Konzert-Kritik: Ian Siegal

Erstellt am 17. Mai 2022 | 23:28
Lesezeit: 2 Min
, Ian Siegal:
Cool, cooler, Ian Siegal: Daniela Wandl, künstlerische Leiterin der Bühne im Hof, vergangene Woche mit dem britischen Bluesmusiker in St. Pölten. 
Foto: Dieter Regenfelder
Er sei nur ein Bluesfan und kein Bluesman, denn dafür habe er nicht die richtige DNA, sagte Ian Siegal zu Beginn des Konzertes.

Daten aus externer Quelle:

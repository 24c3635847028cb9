//! Per-node quantum memory state.
//!
//! Every memory is exclusively owned by its node. Rules and time-cards hold
//! the memory *index*; a transient protocol marks itself attached for the
//! duration it drives the memory. All state mutation goes through the
//! manager so the owning node can re-evaluate its rules after each change.

use telluride_sim::Time;
use tracing::trace;

use crate::ids::{MemoryRef, ProtocolId};

/// Lifecycle states of a quantum memory.
#[derive(Debug, Clone, Copy, PartialEq, Eq)]
pub enum MemoryState {
    /// Empty and available for entanglement generation.
    Raw,
    /// Held by a protocol mid-attempt.
    Occupied,
    /// Shares an entangled pair with a remote memory.
    Entangled,
    /// Coherence lapsed; not eligible for any rule.
    Expired,
}

impl std::fmt::Display for MemoryState {
    fn fmt(&self, f: &mut std::fmt::Formatter<'_>) -> std::fmt::Result {
        let label = match self {
            MemoryState::Raw => "RAW",
            MemoryState::Occupied => "OCCUPIED",
            MemoryState::Entangled => "ENTANGLED",
            MemoryState::Expired => "EXPIRED",
        };
        f.write_str(label)
    }
}

/// Observable state of one memory slot.
#[derive(Debug, Clone)]
pub struct MemoryInfo {
    /// Index in the owning node's memory array.
    pub index: usize,
    /// Current lifecycle state.
    pub state: MemoryState,
    /// Remote half of the pair when entangled.
    pub remote: Option<MemoryRef>,
    /// Pair fidelity; zero when not entangled.
    pub fidelity: f64,
    /// Simulation time the current pair was established.
    pub entangle_time: Option<Time>,
    /// Protocol currently driving this memory, if any.
    pub attached: Option<ProtocolId>,
}

impl MemoryInfo {
    fn new(index: usize) -> Self {
        Self {
            index,
            state: MemoryState::Raw,
            remote: None,
            fidelity: 0.0,
            entangle_time: None,
            attached: None,
        }
    }

    /// Returns `true` when no protocol is driving this memory.
    pub fn is_free(&self) -> bool {
        self.attached.is_none()
    }
}

/// Ordered array of memories on one node.
pub struct MemoryManager {
    memories: Vec<MemoryInfo>,
}

impl MemoryManager {
    /// Creates a manager with `size` raw memories.
    pub fn new(size: usize) -> Self {
        Self {
            memories: (0..size).map(MemoryInfo::new).collect(),
        }
    }

    /// Number of memories.
    pub fn len(&self) -> usize {
        self.memories.len()
    }

    /// Returns `true` when the node has no memories.
    pub fn is_empty(&self) -> bool {
        self.memories.is_empty()
    }

    /// Borrows one memory.
    pub fn get(&self, index: usize) -> &MemoryInfo {
        &self.memories[index]
    }

    /// Iterates all memories in index order.
    pub fn iter(&self) -> impl Iterator<Item = &MemoryInfo> {
        self.memories.iter()
    }

    /// Marks a memory occupied by an in-flight attempt.
    pub fn set_occupied(&mut self, index: usize) {
        trace!(memory = index, "memory -> OCCUPIED");
        self.memories[index].state = MemoryState::Occupied;
    }

    /// Records a fresh entangled pair.
    ///
    /// The signature enforces the entanglement invariant: an ENTANGLED
    /// memory always has a remote half and an establishment time.
    pub fn set_entangled(&mut self, index: usize, remote: MemoryRef, fidelity: f64, now: Time) {
        trace!(memory = index, %remote, fidelity, "memory -> ENTANGLED");
        let memory = &mut self.memories[index];
        memory.state = MemoryState::Entangled;
        memory.remote = Some(remote);
        memory.fidelity = fidelity;
        memory.entangle_time = Some(now);
    }

    /// Updates the fidelity of an entangled memory in place.
    pub fn set_fidelity(&mut self, index: usize, fidelity: f64) {
        debug_assert_eq!(self.memories[index].state, MemoryState::Entangled);
        self.memories[index].fidelity = fidelity;
    }

    /// Resets a memory to RAW, clearing all pair information.
    pub fn set_raw(&mut self, index: usize) {
        trace!(memory = index, "memory -> RAW");
        let memory = &mut self.memories[index];
        memory.state = MemoryState::Raw;
        memory.remote = None;
        memory.fidelity = 0.0;
        memory.entangle_time = None;
    }

    /// Attaches a protocol to a memory.
    ///
    /// # Panics
    ///
    /// Panics if the memory is already attached; rules must not double-bind.
    pub fn attach(&mut self, index: usize, protocol: ProtocolId) {
        let memory = &mut self.memories[index];
        assert!(
            memory.attached.is_none(),
            "memory {index} already attached to {}",
            memory.attached.expect("checked above")
        );
        memory.attached = Some(protocol);
    }

    /// Detaches whatever protocol holds the memory.
    pub fn detach(&mut self, index: usize) {
        self.memories[index].attached = None;
    }
}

Komplett zustimmen kann man ihm da nicht, der Blues im Blut ist auf dem ersten Blick erkenn- und hörbar. Ian Siegal ist ein ganz eigener Charakter und das machte seinen Auftritt in der Bühne im Hof so sehenswert.

Der Brite, der mittlerweile in der Karibik lebt, beeindruckte durch sein außergewöhnliches Storytelling (etwa im Lied „Psycho“), die raue Stimme und seinen trockenen Humor. Das Spiel mit dem Publikum ist eindeutig seine Stärke.

Und sonst? Blues-, Soul- und Countysongs aus 30 Jahren Schaffen und besonders aus seinem jüngsten Album „Stone by Stone“ nahm er auf seine Solotournee mit. Coole Covers gab es obendrauf.

Fazit: Blues mit Humor: bodenständig und unterhaltsam.